Management of the patient with massive hemorrhage should primarily focus on the basics of resuscitation (i.e., airway, breathing, circulation, obtaining large-bore intravenous [IV] access, and activating massive transfusion protocols). Stopping blood loss is critical to patient survival.4-6 Direct compression at the source of bleeding is usually sufficient. Other options include proximal control with the use of embolization, surgical closure, or tourniquets.2,4 Hemorrhage can occur from noncompressible or not readily accessible sites (e.g., gastrointestinal tract, intraabdominal, intrathoracic, pelvic, or retroperitoneal).7 Limited management options exist for hemodynamically unstable patients due to noncompressible hemorrhage. It may prove dangerous to transport these patients to the Endoscopy Suites, Interventional Radiology (IR), or the Operating Room for definitive hemorrhage control.

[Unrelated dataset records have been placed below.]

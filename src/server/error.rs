//! JSON error envelope for the API routes.

use axum::Json;
use axum::http::StatusCode;
use axum::response::{IntoResponse, Response};
use serde_json::json;

use crate::chat::ChatError;

/// Error returned by the JSON API.
#[derive(Debug)]
pub enum ApiError {
    /// Failure of the chat flow.
    Chat(ChatError),
    /// Malformed request body.
    BadRequest(String),
}

impl From<ChatError> for ApiError {
    fn from(err: ChatError) -> Self {
        Self::Chat(err)
    }
}

impl ApiError {
    fn parts(&self) -> (StatusCode, &'static str, String) {
        match self {
            Self::Chat(err) => {
                let (status, code) = match err {
                    ChatError::EmptyInput => (StatusCode::BAD_REQUEST, "EMPTY_INPUT"),
                    ChatError::UnknownConversation(_) => {
                        (StatusCode::NOT_FOUND, "CONVERSATION_NOT_FOUND")
                    }
                    ChatError::Model(_) => (StatusCode::BAD_GATEWAY, "MODEL_ERROR"),
                    ChatError::Table(_) => (StatusCode::UNPROCESSABLE_ENTITY, "TABLE_ERROR"),
                    ChatError::Timeout(_) => (StatusCode::GATEWAY_TIMEOUT, "MODEL_TIMEOUT"),
                    ChatError::Cancelled => (StatusCode::CONFLICT, "SESSION_ENDED"),
                };
                (status, code, err.to_string())
            }
            Self::BadRequest(msg) => (StatusCode::BAD_REQUEST, "BAD_REQUEST", msg.clone()),
        }
    }
}

impl IntoResponse for ApiError {
    fn into_response(self) -> Response {
        let (status, code, message) = self.parts();
        let body = json!({
            "error": {
                "code": code,
                "message": message,
            }
        });
        (status, Json(body)).into_response()
    }
}

#[cfg(test)]
mod tests {
    use super::*;
    use crate::llm::LlmError;

    #[test]
    fn test_status_mapping() {
        let cases = [
            (ApiError::from(ChatError::EmptyInput), StatusCode::BAD_REQUEST),
            (
                ApiError::from(ChatError::Model(LlmError::EmptyResponse)),
                StatusCode::BAD_GATEWAY,
            ),
            (ApiError::from(ChatError::Timeout(5)), StatusCode::GATEWAY_TIMEOUT),
            (
                ApiError::from(ChatError::UnknownConversation("chat_7".into())),
                StatusCode::NOT_FOUND,
            ),
            (ApiError::BadRequest("missing field".to_string()), StatusCode::BAD_REQUEST),
        ];
        for (err, expected) in cases {
            assert_eq!(err.into_response().status(), expected);
        }
    }
}
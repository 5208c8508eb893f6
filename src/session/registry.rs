//! Registry of live sessions.

use std::sync::Arc;
use std::time::Duration;

use chrono::Utc;
use dashmap::DashMap;
use tracing::{debug, info};

use super::{Session, SessionId};

/// All live sessions, keyed by identifier.
#[derive(Debug)]
pub struct SessionRegistry {
    sessions: DashMap<SessionId, Arc<Session>>,
    ttl: Duration,
}

impl SessionRegistry {
    /// Create an empty registry whose sessions expire after `ttl` of
    /// inactivity.
    #[must_use]
    pub fn new(ttl: Duration) -> Self {
        Self {
            sessions: DashMap::new(),
            ttl,
        }
    }

    /// Open a fresh session.
    #[must_use]
    pub fn open(&self) -> Arc<Session> {
        let session = Arc::new(Session::new(SessionId::new()));
        self.sessions.insert(session.id(), Arc::clone(&session));
        info!(session = %session.id(), "Session opened");
        session
    }

    /// Look up a live session and record activity on it.
    #[must_use]
    pub fn get(&self, id: SessionId) -> Option<Arc<Session>> {
        let session = self.sessions.get(&id).map(|entry| Arc::clone(entry.value()))?;
        session.touch();
        Some(session)
    }

    /// Return the session named by `id`, or open a new one when the id is
    /// missing or unknown. The flag tells whether a session was opened.
    #[must_use]
    pub fn resolve(&self, id: Option<SessionId>) -> (Arc<Session>, bool) {
        id.and_then(|id| self.get(id))
            .map_or_else(|| (self.open(), true), |session| (session, false))
    }

    /// End a session: drop its state and cancel its in-flight requests.
    pub fn end(&self, id: SessionId) -> bool {
        let Some((_, session)) = self.sessions.remove(&id) else {
            return false;
        };
        session.cancel();
        info!(session = %id, "Session ended");
        true
    }

    /// End every session idle for longer than the TTL. Returns how many were
    /// removed.
    #[must_use]
    pub fn evict_idle(&self) -> usize {
        let ttl_ms = i64::try_from(self.ttl.as_millis()).unwrap_or(i64::MAX);
        let cutoff = Utc::now().timestamp_millis().saturating_sub(ttl_ms);

        let expired: Vec<SessionId> = self
            .sessions
            .iter()
            .filter(|entry| entry.value().last_seen_ms() < cutoff)
            .map(|entry| *entry.key())
            .collect();

        let removed = expired.into_iter().filter(|id| self.end(*id)).count();
        if removed > 0 {
            debug!(removed, remaining = self.len(), "Evicted idle sessions");
        }
        removed
    }

    /// End all sessions.
    pub fn shutdown(&self) {
        let ids: Vec<SessionId> = self.sessions.iter().map(|entry| *entry.key()).collect();
        let ended = ids.into_iter().filter(|id| self.end(*id)).count();
        info!(ended, "All sessions ended");
    }

    /// Number of live sessions.
    #[must_use]
    pub fn len(&self) -> usize {
        self.sessions.len()
    }

    /// Whether no session is live.
    #[must_use]
    pub fn is_empty(&self) -> bool {
        self.sessions.is_empty()
    }
}
//! HTTP server for the Gemini chat front-end.
//!
//! Serves:
//! - The chat page (HTML forms, re-rendered after every action)
//! - A small JSON API for scripted clients
//! - A health endpoint

pub mod error;
pub mod render;
pub mod routes;
pub mod state;

pub use error::ApiError;
pub use routes::create_router;
pub use state::AppState;

use std::future::Future;
use std::net::SocketAddr;
use std::sync::Arc;

use axum::Router;
use tower_http::trace::TraceLayer;

/// Start the HTTP server with graceful shutdown support.
///
/// The server will stop accepting new connections when `shutdown_signal` completes.
///
/// # Errors
/// Returns an error if the server fails to start.
pub async fn run_server_with_shutdown<F>(
    state: Arc<AppState>,
    port: u16,
    shutdown_signal: F,
) -> Result<(), Box<dyn std::error::Error + Send + Sync>>
where
    F: Future<Output = ()> + Send + 'static,
{
    let app: Router = create_router(state).layer(TraceLayer::new_for_http());

    let addr = SocketAddr::from(([0, 0, 0, 0], port));
    tracing::info!("Gemini chat listening on http://{}", addr);

    let listener = tokio::net::TcpListener::bind(addr).await?;
    axum::serve(listener, app)
        .with_graceful_shutdown(shutdown_signal)
        .await?;

    Ok(())
}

Aortic occlusion is one hemorrhage control method that temporarily stops noncompressible torso hemorrhage from injuries that receive blood supply from the subdiaphragmatic aorta. Aortic occlusion improves hemostasis, preserves coronary and cerebral perfusion, and can improve hemodynamics enough to allow for definitive hemorrhage control by embolization, endoscopy, or surgical repair.8-10 Aortic occlusion may allow more time for induction of anesthesia, intubation, initiation of positive-pressure ventilation, and operative planning.11-16

Emergency Physicians achieved aortic occlusion traditionally through a thoracotomy (Chapter 54) and supradiaphragmatic clamping of the thoracic aorta (Chapter 58).17,18 Resuscitative endovascular occlusion of the aorta (REBOA) is a less invasive method of aortic occlusion made possible by advancements in endovascular technology.17-20 Japan has incorporated catheter-based hemorrhage control in the treatment of solid organ and pelvic injuries. The published data from Japan’s use of REBOA are limited and largely retrospective. The conclusions based on the Japanese data differ on REBOA safety and effectiveness.21-24 A systematic review from data obtained in the United Kingdom showed benefits with REBOA utilization in the prehospital setting.25

Success with REBOA has been shown in animal models of intraabdominal, pelvic, and uncontrolled junctional (i.e., buttocks, extremity trauma not amenable to tourniquet use, gluteal, groin, and perineum) hemorrhage.9,13,26,27 Case reports and series support its use in hemorrhagic shock from nontraumatic etiologies of bleeding (e.g., during repair of abdominal aortic aneurysm, ectopic pregnancy, massive hemorrhage after hysterectomy, postpartum hemorrhage, and upper gastrointestinal bleeding).16,28-32 Clinical studies in trauma patients have shown similar promise for hemorrhage control.12,33 The largest prospective trial to evaluate aortic occlusion in the United States for trauma patients showed that REBOA resulted in hemodynamic improvement in 67% of ...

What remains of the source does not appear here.